[[ SOURCE DATA, beginning ]]
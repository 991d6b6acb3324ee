use std::collections::BTreeSet;
use std::fs;
use std::path::PathBuf;

use parquet::arrow::arrow_reader::ParquetRecordBatchReaderBuilder;

use synthhub_core::records::SnapshotBundle;
use synthhub_core::DatasetSettings;
use synthhub_export::{export, ExportOptions, Format, SnapshotManifest};
use synthhub_generate::generate;

fn temp_out_dir(label: &str) -> PathBuf {
    let mut dir = std::env::temp_dir();
    dir.push(format!("synthhub_export_{label}_{}", uuid::Uuid::new_v4()));
    dir
}

fn all_formats() -> BTreeSet<Format> {
    [Format::Csv, Format::Json, Format::Ndjson, Format::Parquet]
        .into_iter()
        .collect()
}

#[test]
fn combined_json_round_trips_the_bundle() {
    let settings = DatasetSettings::default();
    let bundle = generate(&settings, 5, Some(777), true).expect("generate");

    let out_dir = temp_out_dir("round_trip");
    export(&bundle, &out_dir, &ExportOptions::default()).expect("export");

    let bytes = fs::read(out_dir.join("dataset_v0_1.json")).expect("read dataset");
    let decoded: SnapshotBundle = serde_json::from_slice(&bytes).expect("decode dataset");
    assert_eq!(decoded, bundle);

    fs::remove_dir_all(&out_dir).ok();
}

#[test]
fn identical_bundles_export_identical_checksums() {
    let settings = DatasetSettings::default();
    let bundle = generate(&settings, 8, Some(4242), true).expect("generate");

    let options = ExportOptions {
        formats: all_formats(),
        ..ExportOptions::default()
    };
    let dir_a = temp_out_dir("checksums_a");
    let dir_b = temp_out_dir("checksums_b");
    export(&bundle, &dir_a, &options).expect("export a");
    export(&bundle, &dir_b, &options).expect("export b");

    let manifest_a = read_manifest(&dir_a);
    let manifest_b = read_manifest(&dir_b);
    assert!(!manifest_a.checksums.is_empty());
    assert_eq!(manifest_a.checksums, manifest_b.checksums);
    assert_eq!(manifest_a.artifacts, manifest_b.artifacts);

    fs::remove_dir_all(&dir_a).ok();
    fs::remove_dir_all(&dir_b).ok();
}

#[test]
fn manifest_counts_match_the_bundle() {
    let settings = DatasetSettings::default();
    let bundle = generate(&settings, 5, Some(777), true).expect("generate");

    let out_dir = temp_out_dir("counts");
    export(&bundle, &out_dir, &ExportOptions::default()).expect("export");

    let manifest = read_manifest(&out_dir);
    assert_eq!(manifest.record_counts.get("persons"), Some(&5));
    assert_eq!(manifest.record_counts.get("vehicles"), Some(&5));
    assert_eq!(manifest.record_counts.get("profiles"), Some(&5));
    assert_eq!(manifest.dataset_version, settings.dataset_version);
    assert_eq!(
        manifest.summary_statistics.lob_distribution.values().sum::<u64>(),
        5
    );

    fs::remove_dir_all(&out_dir).ok();
}

#[test]
fn default_options_write_csv_json_manifest_and_readme() {
    let settings = DatasetSettings::default();
    let bundle = generate(&settings, 3, Some(11), true).expect("generate");

    let out_dir = temp_out_dir("layout");
    let written = export(&bundle, &out_dir, &ExportOptions::default()).expect("export");

    for name in [
        "persons_v0_1.csv",
        "vehicles_v0_1.csv",
        "profiles_v0_1.csv",
        "dataset_v0_1.json",
        "metadata_v0_1.json",
        "snapshot_manifest_v0_1.json",
        "README_SNAPSHOT_V0_1.md",
    ] {
        assert!(out_dir.join(name).is_file(), "missing {name}");
    }
    assert!(!out_dir.join("persons_v0_1.ndjson").exists());
    assert!(!out_dir.join("persons_v0_1.parquet").exists());

    assert_eq!(
        written.get("persons_csv"),
        Some(&out_dir.join("persons_v0_1.csv"))
    );
    assert!(written.contains_key("manifest"));
    assert!(written.contains_key("readme"));

    fs::remove_dir_all(&out_dir).ok();
}

#[test]
fn entity_filter_limits_per_entity_artifacts() {
    let settings = DatasetSettings::default();
    let bundle = generate(&settings, 3, Some(11), true).expect("generate");

    let options = ExportOptions {
        entities: vec![synthhub_export::Entity::Vehicles],
        ..ExportOptions::default()
    };
    let out_dir = temp_out_dir("entity_filter");
    export(&bundle, &out_dir, &options).expect("export");

    assert!(out_dir.join("vehicles_v0_1.csv").is_file());
    assert!(!out_dir.join("persons_v0_1.csv").exists());
    assert!(!out_dir.join("profiles_v0_1.csv").exists());
    assert!(out_dir.join("dataset_v0_1.json").is_file());

    fs::remove_dir_all(&out_dir).ok();
}

#[test]
fn parquet_artifacts_read_back_with_matching_row_counts() {
    let settings = DatasetSettings::default();
    let bundle = generate(&settings, 6, Some(303), true).expect("generate");

    let options = ExportOptions {
        formats: [Format::Parquet].into_iter().collect(),
        ..ExportOptions::default()
    };
    let out_dir = temp_out_dir("parquet");
    export(&bundle, &out_dir, &options).expect("export");

    let file = fs::File::open(out_dir.join("persons_v0_1.parquet")).expect("open parquet");
    let reader = ParquetRecordBatchReaderBuilder::try_new(file)
        .expect("parquet reader")
        .build()
        .expect("build reader");
    let rows: usize = reader
        .map(|batch| batch.expect("batch").num_rows())
        .sum();
    assert_eq!(rows, 6);

    fs::remove_dir_all(&out_dir).ok();
}

#[test]
fn ndjson_lines_match_record_count() {
    let settings = DatasetSettings::default();
    let bundle = generate(&settings, 4, Some(909), true).expect("generate");

    let options = ExportOptions {
        formats: [Format::Ndjson].into_iter().collect(),
        ..ExportOptions::default()
    };
    let out_dir = temp_out_dir("ndjson");
    export(&bundle, &out_dir, &options).expect("export");

    let text = fs::read_to_string(out_dir.join("profiles_v0_1.ndjson")).expect("read ndjson");
    assert_eq!(text.lines().count(), 4);

    fs::remove_dir_all(&out_dir).ok();
}

#[test]
fn readme_names_every_artifact_and_the_seed() {
    let settings = DatasetSettings::default();
    let bundle = generate(&settings, 5, Some(777), true).expect("generate");

    let options = ExportOptions {
        seed_hint: Some(777),
        ..ExportOptions::default()
    };
    let out_dir = temp_out_dir("readme");
    export(&bundle, &out_dir, &options).expect("export");

    let readme = fs::read_to_string(out_dir.join("README_SNAPSHOT_V0_1.md")).expect("read readme");
    let manifest = read_manifest(&out_dir);
    for file_name in manifest.artifacts.values() {
        assert!(readme.contains(file_name.as_str()), "readme missing {file_name}");
    }
    assert!(readme.contains("--seed 777"));
    assert!(readme.contains("synthhub generate-snapshot"));

    fs::remove_dir_all(&out_dir).ok();
}

fn read_manifest(out_dir: &std::path::Path) -> SnapshotManifest {
    let bytes = fs::read(out_dir.join("snapshot_manifest_v0_1.json")).expect("read manifest");
    serde_json::from_slice(&bytes).expect("decode manifest")
}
[[ SOURCE DATA, end ]]
EXERCISE: Restate the entries above word for word.

ANSWER SECTION:
repository 991d6b6acb3324ee
use std::collections::BTreeSet;
use std::fs;
use std::path::PathBuf;

use parquet::arrow::arrow_reader::ParquetRecordBatchReaderBuilder;

use synthhub_core::records::SnapshotBundle;
use synthhub_core::DatasetSettings;
use synthhub_export::{export, ExportOptions, Format, SnapshotManifest};
use synthhub_generate::generate;

fn temp_out_dir(label: &str) -> PathBuf {
    let mut dir = std::env::temp_dir();
    dir.push(format!("synthhub_export_{label}_{}", uuid::Uuid::new_v4()));
    dir
}

fn all_formats() -> BTreeSet<Format> {
    [Format::Csv, Format::Json, Format::Ndjson, Format::Parquet]
        .into_iter()
        .collect()
}

#[test]
fn combined_json_round_trips_the_bundle() {
    let settings = DatasetSettings::default();
    let bundle = generate(&settings, 5, Some(777), true).expect("generate");

    let out_dir = temp_out_dir("round_trip");
    export(&bundle, &out_dir, &ExportOptions::default()).expect("export");

    let bytes = fs::read(out_dir.join("dataset_v0_1.json")).expect("read dataset");
    let decoded: SnapshotBundle = serde_json::from_slice(&bytes).expect("decode dataset");
    assert_eq!(decoded, bundle);

    fs::remove_dir_all(&out_dir).ok();
}

#[test]
fn identical_bundles_export_identical_checksums() {
    let settings = DatasetSettings::default();
    let bundle = generate(&settings, 8, Some(4242), true).expect("generate");

    let options = ExportOptions {
        formats: all_formats(),
        ..ExportOptions::default()
    };
    let dir_a = temp_out_dir("checksums_a");
    let dir_b = temp_out_dir("checksums_b");
    export(&bundle, &dir_a, &options).expect("export a");
    export(&bundle, &dir_b, &options).expect("export b");

    let manifest_a = read_manifest(&dir_a);
    let manifest_b = read_manifest(&dir_b);
    assert!(!manifest_a.checksums.is_empty());
    assert_eq!(manifest_a.checksums, manifest_b.checksums);
    assert_eq!(manifest_a.artifacts, manifest_b.artifacts);

    fs::remove_dir_all(&dir_a).ok();
    fs::remove_dir_all(&dir_b).ok();
}

#[test]
fn manifest_counts_match_the_bundle() {
    let settings = DatasetSettings::default();
    let bundle = generate(&settings, 5, Some(777), true).expect("generate");

    let out_dir = temp_out_dir("counts");
    export(&bundle, &out_dir, &ExportOptions::default()).expect("export");

    let manifest = read_manifest(&out_dir);
    assert_eq!(manifest.record_counts.get("persons"), Some(&5));
    assert_eq!(manifest.record_counts.get("vehicles"), Some(&5));
    assert_eq!(manifest.record_counts.get("profiles"), Some(&5));
    assert_eq!(manifest.dataset_version, settings.dataset_version);
    assert_eq!(
        manifest.summary_statistics.lob_distribution.values().sum::<u64>(),
        5
    );

    fs::remove_dir_all(&out_dir).ok();
}

#[test]
fn default_options_write_csv_json_manifest_and_readme() {
    let settings = DatasetSettings::default();
    let bundle = generate(&settings, 3, Some(11), true).expect("generate");

    let out_dir = temp_out_dir("layout");
    let written = export(&bundle, &out_dir, &ExportOptions::default()).expect("export");

    for name in [
        "persons_v0_1.csv",
        "vehicles_v0_1.csv",
        "profiles_v0_1.csv",
        "dataset_v0_1.json",
        "metadata_v0_1.json",
        "snapshot_manifest_v0_1.json",
        "README_SNAPSHOT_V0_1.md",
    ] {
        assert!(out_dir.join(name).is_file(), "missing {name}");
    }
    assert!(!out_dir.join("persons_v0_1.ndjson").exists());
    assert!(!out_dir.join("persons_v0_1.parquet").exists());

    assert_eq!(
        written.get("persons_csv"),
        Some(&out_dir.join("persons_v0_1.csv"))
    );
    assert!(written.contains_key("manifest"));
    assert!(written.contains_key("readme"));

    fs::remove_dir_all(&out_dir).ok();
}

#[test]
fn entity_filter_limits_per_entity_artifacts() {
    let settings = DatasetSettings::default();
    let bundle = generate(&settings, 3, Some(11), true).expect("generate");

    let options = ExportOptions {
        entities: vec![synthhub_export::Entity::Vehicles],
        ..ExportOptions::default()
    };
    let out_dir = temp_out_dir("entity_filter");
    export(&bundle, &out_dir, &options).expect("export");

    assert!(out_dir.join("vehicles_v0_1.csv").is_file());
    assert!(!out_dir.join("persons_v0_1.csv").exists());
    assert!(!out_dir.join("profiles_v0_1.csv").exists());
    assert!(out_dir.join("dataset_v0_1.json").is_file());

    fs::remove_dir_all(&out_dir).ok();
}

#[test]
fn parquet_artifacts_read_back_with_matching_row_counts() {
    let settings = DatasetSettings::default();
    let bundle = generate(&settings, 6, Some(303), true).expect("generate");

    let options = ExportOptions {
        formats: [Format::Parquet].into_iter().collect(),
        ..ExportOptions::default()
    };
    let out_dir = temp_out_dir("parquet");
    export(&bundle, &out_dir, &options).expect("export");

    let file = fs::File::open(out_dir.join("persons_v0_1.parquet")).expect("open parquet");
    let reader = ParquetRecordBatchReaderBuilder::try_new(file)
        .expect("parquet reader")
        .build()
        .expect("build reader");
    let rows: usize = reader
        .map(|batch| batch.expect("batch").num_rows())
        .sum();
    assert_eq!(rows, 6);

    fs::remove_dir_all(&out_dir).ok();
}

#[test]
fn ndjson_lines_match_record_count() {
    let settings = DatasetSettings::default();
    let bundle = generate(&settings, 4, Some(909), true).expect("generate");

    let options = ExportOptions {
        formats: [Format::Ndjson].into_iter().collect(),
        ..ExportOptions::default()
    };
    let out_dir = temp_out_dir("ndjson");
    export(&bundle, &out_dir, &options).expect("export");

    let text = fs::read_to_string(out_dir.join("profiles_v0_1.ndjson")).expect("read ndjson");
    assert_eq!(text.lines().count(), 4);

    fs::remove_dir_all(&out_dir).ok();
}

#[test]
fn readme_names_every_artifact_and_the_seed() {
    let settings = DatasetSettings::default();
    let bundle = generate(&settings, 5, Some(777), true).expect("generate");

    let options = ExportOptions {
        seed_hint: Some(777),
        ..ExportOptions::default()
    };
    let out_dir = temp_out_dir("readme");
    export(&bundle, &out_dir, &options).expect("export");

    let readme = fs::read_to_string(out_dir.join("README_SNAPSHOT_V0_1.md")).expect("read readme");
    let manifest = read_manifest(&out_dir);
    for file_name in manifest.artifacts.values() {
        assert!(readme.contains(file_name.as_str()), "readme missing {file_name}");
    }
    assert!(readme.contains("--seed 777"));
    assert!(readme.contains("synthhub generate-snapshot"));

    fs::remove_dir_all(&out_dir).ok();
}

fn read_manifest(out_dir: &std::path::Path) -> SnapshotManifest {
    let bytes = fs::read(out_dir.join("snapshot_manifest_v0_1.json")).expect("read manifest");
    serde_json::from_slice(&bytes).expect("decode manifest")
}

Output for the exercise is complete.